• Activity
Each line from the material with the word "been" in it must be copied.
_ _ _ _
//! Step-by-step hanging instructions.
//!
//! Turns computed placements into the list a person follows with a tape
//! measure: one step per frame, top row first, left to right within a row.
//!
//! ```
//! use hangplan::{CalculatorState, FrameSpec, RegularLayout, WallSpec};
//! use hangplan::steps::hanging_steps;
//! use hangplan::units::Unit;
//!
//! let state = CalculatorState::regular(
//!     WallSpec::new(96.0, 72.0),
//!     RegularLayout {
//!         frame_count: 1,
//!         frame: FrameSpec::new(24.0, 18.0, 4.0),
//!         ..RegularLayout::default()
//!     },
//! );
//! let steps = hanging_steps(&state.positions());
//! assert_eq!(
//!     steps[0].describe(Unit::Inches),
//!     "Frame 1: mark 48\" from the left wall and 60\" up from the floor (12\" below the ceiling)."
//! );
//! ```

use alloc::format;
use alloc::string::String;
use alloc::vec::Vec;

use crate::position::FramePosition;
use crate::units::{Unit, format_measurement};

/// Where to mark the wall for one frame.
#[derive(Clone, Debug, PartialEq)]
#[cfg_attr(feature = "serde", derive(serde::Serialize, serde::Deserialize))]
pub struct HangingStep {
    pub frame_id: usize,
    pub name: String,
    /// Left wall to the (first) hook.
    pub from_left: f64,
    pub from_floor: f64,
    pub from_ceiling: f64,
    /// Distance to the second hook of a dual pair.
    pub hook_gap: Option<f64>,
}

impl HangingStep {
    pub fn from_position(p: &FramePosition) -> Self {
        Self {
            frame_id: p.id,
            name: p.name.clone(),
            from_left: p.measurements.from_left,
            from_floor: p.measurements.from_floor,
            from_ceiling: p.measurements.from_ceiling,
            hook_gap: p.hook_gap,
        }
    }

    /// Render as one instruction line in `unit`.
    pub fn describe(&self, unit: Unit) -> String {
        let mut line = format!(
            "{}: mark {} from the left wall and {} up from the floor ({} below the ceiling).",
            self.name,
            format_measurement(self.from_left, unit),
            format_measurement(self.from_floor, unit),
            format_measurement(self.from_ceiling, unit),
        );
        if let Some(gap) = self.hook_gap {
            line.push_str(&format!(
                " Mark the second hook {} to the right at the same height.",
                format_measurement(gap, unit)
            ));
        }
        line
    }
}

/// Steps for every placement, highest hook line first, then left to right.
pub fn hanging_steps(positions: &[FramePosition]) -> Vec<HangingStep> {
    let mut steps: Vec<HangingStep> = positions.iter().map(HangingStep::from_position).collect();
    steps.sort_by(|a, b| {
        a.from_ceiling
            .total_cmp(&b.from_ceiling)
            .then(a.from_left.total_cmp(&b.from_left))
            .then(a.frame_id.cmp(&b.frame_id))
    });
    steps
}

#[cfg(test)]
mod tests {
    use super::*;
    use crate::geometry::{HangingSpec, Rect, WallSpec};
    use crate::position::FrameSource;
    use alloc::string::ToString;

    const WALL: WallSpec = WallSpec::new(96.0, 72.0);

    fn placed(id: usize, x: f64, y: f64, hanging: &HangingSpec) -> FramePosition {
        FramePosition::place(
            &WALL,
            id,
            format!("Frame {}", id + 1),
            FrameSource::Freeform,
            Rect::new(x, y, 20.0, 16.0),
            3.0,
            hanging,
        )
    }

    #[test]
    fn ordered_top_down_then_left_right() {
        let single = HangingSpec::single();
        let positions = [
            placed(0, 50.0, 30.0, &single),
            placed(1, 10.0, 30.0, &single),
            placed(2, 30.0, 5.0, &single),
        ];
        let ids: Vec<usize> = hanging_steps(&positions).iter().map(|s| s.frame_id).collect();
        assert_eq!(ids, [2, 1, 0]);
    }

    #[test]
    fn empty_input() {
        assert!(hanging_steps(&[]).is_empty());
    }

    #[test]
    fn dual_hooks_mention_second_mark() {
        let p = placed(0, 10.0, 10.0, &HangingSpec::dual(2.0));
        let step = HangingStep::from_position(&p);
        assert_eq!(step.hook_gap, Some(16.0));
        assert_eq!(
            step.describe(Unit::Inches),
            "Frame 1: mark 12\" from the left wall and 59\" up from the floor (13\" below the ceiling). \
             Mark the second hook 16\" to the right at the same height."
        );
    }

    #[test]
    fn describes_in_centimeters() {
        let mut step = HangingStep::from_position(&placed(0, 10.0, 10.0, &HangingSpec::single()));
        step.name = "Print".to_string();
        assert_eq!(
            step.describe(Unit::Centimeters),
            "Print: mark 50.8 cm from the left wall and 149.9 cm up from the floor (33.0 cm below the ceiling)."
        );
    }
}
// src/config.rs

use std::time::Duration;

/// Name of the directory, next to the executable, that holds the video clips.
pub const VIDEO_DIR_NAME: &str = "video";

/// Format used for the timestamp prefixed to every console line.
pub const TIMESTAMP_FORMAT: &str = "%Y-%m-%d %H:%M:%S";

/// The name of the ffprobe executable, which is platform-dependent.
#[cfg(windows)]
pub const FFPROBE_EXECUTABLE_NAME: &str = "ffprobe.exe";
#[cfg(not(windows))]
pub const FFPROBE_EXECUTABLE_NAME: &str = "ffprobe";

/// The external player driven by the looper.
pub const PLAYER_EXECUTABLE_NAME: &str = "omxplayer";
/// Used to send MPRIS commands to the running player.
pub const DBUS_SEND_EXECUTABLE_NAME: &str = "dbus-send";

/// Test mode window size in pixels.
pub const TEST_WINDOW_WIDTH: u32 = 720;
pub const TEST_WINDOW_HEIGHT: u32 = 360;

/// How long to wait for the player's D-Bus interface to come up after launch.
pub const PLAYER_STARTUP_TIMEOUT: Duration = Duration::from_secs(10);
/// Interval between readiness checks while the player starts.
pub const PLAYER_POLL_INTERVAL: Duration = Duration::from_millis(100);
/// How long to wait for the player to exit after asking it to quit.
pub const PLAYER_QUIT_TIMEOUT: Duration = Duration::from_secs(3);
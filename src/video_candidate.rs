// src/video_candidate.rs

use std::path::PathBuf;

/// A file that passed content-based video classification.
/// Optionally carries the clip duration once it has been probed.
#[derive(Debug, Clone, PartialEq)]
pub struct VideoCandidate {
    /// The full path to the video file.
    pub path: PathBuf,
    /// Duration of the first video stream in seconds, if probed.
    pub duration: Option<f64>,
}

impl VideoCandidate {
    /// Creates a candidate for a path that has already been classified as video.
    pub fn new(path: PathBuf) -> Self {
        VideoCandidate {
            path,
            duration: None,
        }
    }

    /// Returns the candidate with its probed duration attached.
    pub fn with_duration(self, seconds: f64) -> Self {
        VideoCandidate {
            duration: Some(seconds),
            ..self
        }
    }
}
_ _ _ _
• Exercise answer
/// Optionally carries the clip duration once it has been probed.
    /// Creates a candidate for a path that has already been classified as video.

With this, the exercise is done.